I just finished leafing through the latest Current Index of Legal Periodicals (CILP) which I receive electronically once or twice a week. It reports all new articles published in law reviews and journals, broken down by subject matter. Personally, I've always skipped the subject-matter headings and gone straight to the full listings of tables of contents at the end of each CILP.
Over time, I have noticed that the CILP has become mostly irrelevant to me, as I decreasingly find new articles worth scanning, let alone printing for a full read. This is not to suggest a decline in the quality of new law review articles. Rather, I find almost everything I need or want to read on the Social Science Research Network (SSRN) months (at least) before those papers are published in law journals. The only significance for me of final publication is the correct citation for the article, and even that is not strictly necessary because citations to SSRN working papers seem perfectly acceptable to most publishers.
What, then, is the value-added of final publication in law journals? For one, there is always the risk that a paper will change substantially between its initial publication on SSRN and its final publication in some law journal. Many authors will solicit or simply receive comments on the working papers they post on SSRN, and amend their papers accordingly. However, that risk is mitigated to some extent by the possibility of uploading updated versions of papers to SSRN, which is something I have done regularly.
Another consideration is the very substantial editing process that articles go through once they are accepted for publication in law journals. I'm inclined to discount the importance of that editing process because, in my experience, for any given paper there is at best a 50-50 chance that law-student editing actually improves it.
Far more importantly, final publication in a law journal is vital to junior faculty members in the promotion and tenure (P&T) process because self-publication on SSRN does not count as publication for P&T purposes. Apparently, acceptance of a paper by a group of second-year student law review editors provides a crucial proxy for law faculties, which will not as a rule accept an SSRN publication, even if accompanied by gushing letters of praise from a gaggle of Nobel laureates.

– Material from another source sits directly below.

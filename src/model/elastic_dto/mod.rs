pub mod backend_error;
pub mod elastic_source_parser;
pub mod span_query;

Along the same lines, final publication in a law journal provides a market signal to the legal academy of the quality of the article, based simply on where it is published. An article published in the Harvard Law Review is almost irrebutably presumed to be "better" than one published in some "lesser" journal. In reality, this is nonsense. I say that, of course, as someone who has never published in the Harvard Law Review.
None of the reasons presented above for final publication of articles in law journals is particularly important to me or my own work, and should not be relevant for most experienced researchers. When conducting research, I'm happy to rely for the most part on my own sense of the quality (or lack thereof) of papers I read on SSRN. When reviewing papers outside my own limited areas of expertise, I usually will ask others whom I trust for their opinions. For me, those trusted friends and colleagues are far more valuable and trustworthy proxies than all student law review editors combined.
I don't suppose we'll ever do away with law journals or other forms of final publication mainly because of the practical purposes they serve in the P&T process. For many researchers like me, however, final law review publication remains important only as a source of page cites.